Selain itu, negara-negara maju yang berorientasi Eropasentris Barat yang mengedepankan liberalisasi,
demokrasi, pertumbuhan ekonomi yang luar biasa berdampak pada moralitas yang rentan, sifat egois,
dan mengesampingkan agama.
Sementara itu, pada negara yang dilihat sebagau negara tradisional dan tertinggal yang notabene
negara dengan tingkat muslim tertinggi seperti Turki, Pakistan, dan Mesir justru memiliki tingkat
memiliki tingkat kejahatan yang rendah dikarnakakan karena mereka percaya akan adanya surge dan
neraka. Islam yang benar adalah islam yang tidak terjebak pada realita sekulaitas dan materialitas
seperti yang negara Barat lakukan. Adanya surga membuat manusia bertakwa, hidup dengan cinta
kasih dan tidak membiarkan sesuatu yang ia cinta dalam keadaan lapar, bodoh, sakit, dan teraniaya.

Bab III- Melampaui Kemakmuran Materi Mendorong Religiositas Berkebudayaan


Terdapat jarak yang lebar antara agama dan Politik.
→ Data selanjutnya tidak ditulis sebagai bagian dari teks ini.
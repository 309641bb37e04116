use crate::{
    identity::{sanitize_username, PlayerIdentity},
    rooms::{RoomError, RoomPlayer},
    websocket::messages::{ClientMessage, ServerMessage},
    AppState,
};
use axum::{
    extract::{
        ws::{Message, WebSocket},
        State, WebSocketUpgrade,
    },
    response::IntoResponse,
};
use futures::{sink::SinkExt, stream::StreamExt};
use std::sync::Arc;
use tokio::sync::mpsc;
use uuid::Uuid;

/// WebSocket upgrade handler
pub async fn handle_websocket(
    identity: PlayerIdentity,
    ws: WebSocketUpgrade,
    State(state): State<Arc<AppState>>,
) -> impl IntoResponse {
    tracing::info!(
        "WebSocket upgrade for player: {} ({})",
        identity.username,
        identity.player_id
    );
    ws.on_upgrade(move |socket| handle_socket(socket, state, identity))
}

/// Handle individual WebSocket connection
async fn handle_socket(socket: WebSocket, state: Arc<AppState>, identity: PlayerIdentity) {
    let (mut sender, mut receiver) = socket.split();
    let (tx, mut rx) = mpsc::channel::<ServerMessage>(state.config.server.channel_capacity);
    let player_id = identity.player_id;

    tracing::info!(
        "WebSocket connection established for player: {} ({})",
        identity.username,
        player_id
    );

    // Spawn a task to send messages to the client
    let mut send_task = tokio::spawn(async move {
        while let Some(msg) = rx.recv().await {
            match serde_json::to_string(&msg) {
                Ok(json) => {
                    if sender.send(Message::Text(json.into())).await.is_err() {
                        break;
                    }
                }
                Err(e) => {
                    tracing::error!("Failed to serialize message: {}", e);
                }
            }
        }
    });

    // Handle incoming messages from the client
    let state_for_recv = state.clone();
    let mut recv_task = tokio::spawn(async move {
        let mut identity = identity;
        while let Some(Ok(msg)) = receiver.next().await {
            match msg {
                Message::Text(text) => match serde_json::from_str::<ClientMessage>(&text) {
                    Ok(client_msg) => {
                        if let Err(e) =
                            handle_client_message(client_msg, &state_for_recv, &tx, &mut identity)
                                .await
                        {
                            tracing::warn!("Error handling message: {}", e);
                            let error_msg = ServerMessage::Error {
                                message: e.to_string(),
                            };
                            let _ = tx.send(error_msg).await;
                        }
                    }
                    Err(e) => {
                        tracing::warn!("Failed to parse message: {}", e);
                        let error_msg = ServerMessage::Error {
                            message: format!("Invalid message format: {}", e),
                        };
                        let _ = tx.send(error_msg).await;
                    }
                },
                Message::Close(_) => {
                    tracing::info!(
                        "Client disconnected: {} ({})",
                        identity.username,
                        identity.player_id
                    );
                    break;
                }
                _ => {}
            }
        }
    });

    // Wait for either task to finish
    tokio::select! {
        _ = (&mut send_task) => {
            recv_task.abort();
        }
        _ = (&mut recv_task) => {
            send_task.abort();
        }
    }

    // Tell the opponents in every room this player sat in
    for (room_id, player) in state.rooms.disconnect(player_id) {
        broadcast_to_room(
            &state,
            &room_id,
            Some(player_id),
            ServerMessage::PlayerDisconnected { player },
        )
        .await;
    }

    tracing::info!("WebSocket connection closed for player {}", player_id);
}

/// Send a message to every connected member of a room, optionally skipping one player
pub async fn broadcast_to_room(
    state: &AppState,
    room_id: &str,
    except: Option<Uuid>,
    message: ServerMessage,
) {
    for tx in state.rooms.recipients(room_id, except) {
        let _ = tx.send(message.clone()).await;
    }
}

/// Handle individual client messages
async fn handle_client_message(
    msg: ClientMessage,
    state: &AppState,
    tx: &mpsc::Sender<ServerMessage>,
    identity: &mut PlayerIdentity,
) -> anyhow::Result<()> {
    match msg {
        ClientMessage::Username { username } => {
            identity.username = sanitize_username(&username);
            state
                .rooms
                .rename_player(identity.player_id, &identity.username);
            tracing::info!(
                "Player {} is now known as {}",
                identity.player_id,
                identity.username
            );
        }
        ClientMessage::CreateRoom => {
            let player = RoomPlayer::new(identity.player_id, &identity.username, tx.clone());
            let room_id = state.rooms.create_room(player);
            tracing::info!(
                "Player {} ({}) created room {}",
                identity.username,
                identity.player_id,
                room_id
            );
            tx.send(ServerMessage::RoomCreated { room_id }).await?;
        }
        ClientMessage::JoinRoom { room_id } => {
            let player = RoomPlayer::new(identity.player_id, &identity.username, tx.clone());
            match state.rooms.join_room(&room_id, player) {
                Ok(snapshot) => {
                    tracing::info!(
                        "Player {} ({}) joined room {}",
                        identity.username,
                        identity.player_id,
                        snapshot.room_id
                    );
                    tx.send(ServerMessage::RoomJoined {
                        room_id: snapshot.room_id.clone(),
                        players: snapshot.players.clone(),
                    })
                    .await?;
                    broadcast_to_room(
                        state,
                        &snapshot.room_id,
                        Some(identity.player_id),
                        ServerMessage::OpponentJoined {
                            room_id: snapshot.room_id.clone(),
                            players: snapshot.players,
                        },
                    )
                    .await;
                }
                Err(e) => {
                    tracing::info!(
                        "Player {} ({}) could not join room {}: {}",
                        identity.username,
                        identity.player_id,
                        room_id,
                        e
                    );
                    tx.send(ServerMessage::JoinError {
                        message: e.to_string(),
                    })
                    .await?;
                }
            }
        }
        ClientMessage::Move { room, mv } => {
            if !state.rooms.is_member(&room, identity.player_id) {
                return Err(RoomError::NotMember(room).into());
            }
            tracing::debug!(
                "Relaying move {}{} from {} in room {}",
                mv.from,
                mv.to,
                identity.player_id,
                room
            );
            broadcast_to_room(
                state,
                &room,
                Some(identity.player_id),
                ServerMessage::Move { mv },
            )
            .await;
        }
        ClientMessage::CloseRoom { room_id } => {
            let Some(snapshot) = state.rooms.snapshot(&room_id) else {
                // Both players close after a finished game; the second finds nothing
                tracing::debug!("Room {} already closed", room_id);
                return Ok(());
            };
            if !snapshot.players.iter().any(|p| p.id == identity.player_id) {
                return Err(RoomError::NotMember(room_id).into());
            }

            // Remove first so members never see a room that is being closed
            let Some(room) = state.rooms.close_room(&snapshot.room_id) else {
                return Ok(());
            };
            let message = ServerMessage::CloseRoom {
                room_id: room.room_id.clone(),
            };
            for player in room.players.iter().filter(|p| p.is_connected()) {
                let _ = player.tx.send(message.clone()).await;
            }
            tracing::info!(
                "Player {} ({}) closed room {}",
                identity.username,
                identity.player_id,
                room.room_id
            );
        }
    }

    Ok(())
}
Tanpa agama, negara tidak dapat
mengembangkan kebajikan (baik dalam hal mengkonsolidasikan kekuatan politik maupun solidaritas
sosial) karena atas dasar agama suatu institusi yang baik dapat dibentuk yang kemudian menahan
egoisme individual dan dengan demikian menjamin supremasi hokum. Bagi Ibn Khaldun sebuah
perdapan yang mapan berasal dari kata kemenangan, solidaritas, dan tangan Tuhan. Baginya
kemenangan terdapat pada pihak yang mempunyai solidaritas yang lebih kuat dan anggota yang
sanggup berjuang dan bersedia mati demi kepentingan bersama. Singkatnya kemunculan, kemapanan,
dan hancurnya peradaban ditentukan pada sebuah kemampuan peradaban mendasarkan dirinya kepada
ruh ketuhanan.
Tanpa adanya ruh ketuhanan muncullah kerusakan di muka bumi karna egoisme manusia.
Lambang peradaban islam bukanlah sungai yang mengalir melainkan Ka’bah yang menggambarkan
watak permanen dan tidak berubah. Oleh karena itu, islam dianggap sebagai ganjalan bagi barat.
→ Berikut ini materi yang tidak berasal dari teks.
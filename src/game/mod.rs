// Rules handling is delegated to shakmaty; this module only adapts it

pub mod engine;
pub mod outcome;

pub use engine::{ChessError, ChessGame, PlayedMove};
pub use outcome::Outcome;
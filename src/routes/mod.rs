pub mod health;
pub mod rooms;

use std::sync::Arc;

use axum::{routing::get, Router};

use crate::AppState;

pub fn create_routes() -> Router<Arc<AppState>> {
    Router::new()
        .route("/health", get(health::health_check))
        .nest("/api", api_routes())
}

fn api_routes() -> Router<Arc<AppState>> {
    Router::new()
        .route("/rooms", get(rooms::list_rooms))
        .route("/rooms/{room_id}", get(rooms::get_room))
}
Suatu pengembangan peradaban tidak perlu terjebak pada gagasan seperti pembangunan di bawah
maupun participatory development saja. Model pembangunan di Indonesia perlu mengembangkan
manajemen pembangunan sosial dan lembaga pedesaan di mana masyarakat banyak yang berinteraksi
di sana untuk melakukan sosial learning dan bukan menekankan pada ranah politik dan ekonomi.
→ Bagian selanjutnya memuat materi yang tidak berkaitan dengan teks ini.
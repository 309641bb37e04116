use futures::{SinkExt, StreamExt};
use thiserror::Error;
use tokio::net::TcpStream;
use tokio_tungstenite::{
    connect_async, tungstenite::Message, MaybeTlsStream, WebSocketStream,
};

use crate::websocket::messages::{ClientMessage, ServerMessage};

#[derive(Debug, Error)]
pub enum ClientError {
    #[error("websocket error: {0}")]
    WebSocket(#[from] tokio_tungstenite::tungstenite::Error),

    #[error("invalid message: {0}")]
    Json(#[from] serde_json::Error),

    #[error("invalid query: {0}")]
    Query(#[from] serde_urlencoded::ser::Error),
}

/// A client's socket to the relay
pub struct Connection {
    stream: WebSocketStream<MaybeTlsStream<TcpStream>>,
}

impl Connection {
    /// Connect to the relay's `/ws` endpoint as `username`
    pub async fn connect(relay_url: &str, username: &str) -> Result<Self, ClientError> {
        let query = serde_urlencoded::to_string([("username", username)])?;
        let url = format!("{}?{}", relay_url, query);

        let (stream, _response) = connect_async(url.as_str()).await?;
        tracing::debug!("Connected to relay at {}", relay_url);

        Ok(Self { stream })
    }

    pub async fn send(&mut self, msg: &ClientMessage) -> Result<(), ClientError> {
        let json = serde_json::to_string(msg)?;
        self.stream.send(Message::Text(json.into())).await?;
        Ok(())
    }

    /// Next message from the relay, or `None` once the socket is closed
    pub async fn next_message(&mut self) -> Result<Option<ServerMessage>, ClientError> {
        while let Some(frame) = self.stream.next().await {
            match frame? {
                Message::Text(text) => return Ok(Some(serde_json::from_str(text.as_str())?)),
                Message::Close(_) => return Ok(None),
                _ => {}
            }
        }
        Ok(None)
    }

    pub async fn close(mut self) -> Result<(), ClientError> {
        self.stream.close(None).await?;
        Ok(())
    }
}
Suatu pembangunan negeri harus bergeser dari paradigma politik dan ekonomi menjadi pembangunan
kebudayaan dengan tetap mengedepankan tradisi tanpa mengedepankan modernitas dengan cara
pandang yang baru misalnya gotong royong berdasakan rasa kekeluargaan bukan dalam mekanisme
masyarakat tertutup, bukan melalui koperasi yang berakar pada susunan agraris feodal.